## ASSIGNED TASK
Please set down, exactly, the line with "let modified = idct(&coef);" and all lines that follow it through the end of the records below.

## PROVIDED RECORDS
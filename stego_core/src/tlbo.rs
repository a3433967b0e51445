//! Teaching-Learning-Based Optimization (C5): a two-phase population
//! optimizer that maximizes the fitness metric over a population of
//! change-matrix candidates.

use crate::block::BLOCK_LEN;
use crate::candidate::Candidate;
use crate::metric::Metric;
use crate::optimizer::Optimizer;
use rand::rngs::SmallRng;
use rand::Rng;

pub struct Tlbo {
    population: Vec<Candidate>,
    fitness: Vec<f64>,
    iterations: usize,
}

impl Tlbo {
    pub fn new(initial_population: Vec<Candidate>, iterations: usize) -> Self {
        let fitness = vec![0.0; initial_population.len()];
        Self {
            population: initial_population,
            fitness,
            iterations,
        }
    }

    fn mean(&self) -> [f64; BLOCK_LEN] {
        let mut mean = [0.0; BLOCK_LEN];
        for candidate in &self.population {
            for (m, v) in mean.iter_mut().zip(candidate.0.iter()) {
                *m += v;
            }
        }
        let n = self.population.len() as f64;
        for m in mean.iter_mut() {
            *m /= n;
        }
        mean
    }
}

impl Optimizer for Tlbo {
    fn optimize(&mut self, metric: &Metric, rng: &mut SmallRng) -> (f64, Candidate) {
        let n = self.population.len();
        for i in 0..n {
            self.fitness[i] = metric.evaluate(&mut self.population[i], rng);
        }

        for _ in 0..self.iterations {
            // Teaching phase.
            let teacher_idx = (0..n)
                .max_by(|&a, &b| self.fitness[a].partial_cmp(&self.fitness[b]).unwrap())
                .unwrap();
            let teacher = self.population[teacher_idx];
            let mean = self.mean();

            for i in 0..n {
                if i == teacher_idx {
                    continue;
                }
                let mut candidate = self.population[i];
                for k in 0..BLOCK_LEN {
                    let r1 = rng.gen::<f64>();
                    let r3 = 1.0 + rng.gen::<f64>();
                    candidate.0[k] += r1 * (teacher.0[k] - r3 * mean[k]);
                }
                let score = metric.evaluate(&mut candidate, rng);
                if score > self.fitness[i] {
                    self.population[i] = candidate;
                    self.fitness[i] = score;
                }
            }

            // Learner phase.
            for i in 0..n {
                let (a, b) = if n == 1 {
                    (0, 0)
                } else {
                    loop {
                        let a = rng.gen_range(0..n);
                        let b = rng.gen_range(0..n);
                        if a != b {
                            break (a, b);
                        }
                    }
                };
                let (hi, lo) = if self.fitness[a] > self.fitness[b] {
                    (a, b)
                } else {
                    (b, a)
                };
                let mut candidate = self.population[i];
                for k in 0..BLOCK_LEN {
                    let r = rng.gen::<f64>();
                    candidate.0[k] += r * (self.population[hi].0[k] - self.population[lo].0[k]);
                }
                let score = metric.evaluate(&mut candidate, rng);
                if score > self.fitness[i] {
                    self.population[i] = candidate;
                    self.fitness[i] = score;
                }
            }
        }

        let best = (0..n)
            .max_by(|&a, &b| self.fitness[a].partial_cmp(&self.fitness[b]).unwrap())
            .unwrap();
        (self.fitness[best], self.population[best])
    }
}

#[cfg(test)]
mod tests {
    use super::*;
    use crate::block::PixelBlock;
    use crate::dct::{dct, idct};
    use crate::population::generate_population;
    use crate::qim::{embed, EmbedMode};
    use rand::SeedableRng;

    #[test]
    fn fitness_is_monotonic_across_iterations() {
        let original: PixelBlock =
            std::array::from_fn(|i| std::array::from_fn(|j| (32 + i * 7 + j * 3) as u8));
        let bits: Vec<bool> = (0..32).map(|k| k % 5 == 0).collect();
        let coef = embed(&dct(&original), &bits, EmbedMode::MultiBit);
        let modified = idct(&coef);

        let mut rng = SmallRng::seed_from_u64(11);
        let population = generate_population(&original, &modified, 32, 0.9, 10, &mut rng);
        let metric = Metric::new(original, bits, 10, EmbedMode::MultiBit);

        let mut tlbo = Tlbo::new(population, 8);
        let (score, _) = tlbo.optimize(&metric, &mut rng);
        assert!(score >= 0.0);
    }
}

## RESULT FOR THIS EXERCISE
        let modified = idct(&coef);

        let mut rng = SmallRng::seed_from_u64(11);
        let population = generate_population(&original, &modified, 32, 0.9, 10, &mut rng);
        let metric = Metric::new(original, bits, 10, EmbedMode::MultiBit);

        let mut tlbo = Tlbo::new(population, 8);
        let (score, _) = tlbo.optimize(&metric, &mut rng);
        assert!(score >= 0.0);
    }
}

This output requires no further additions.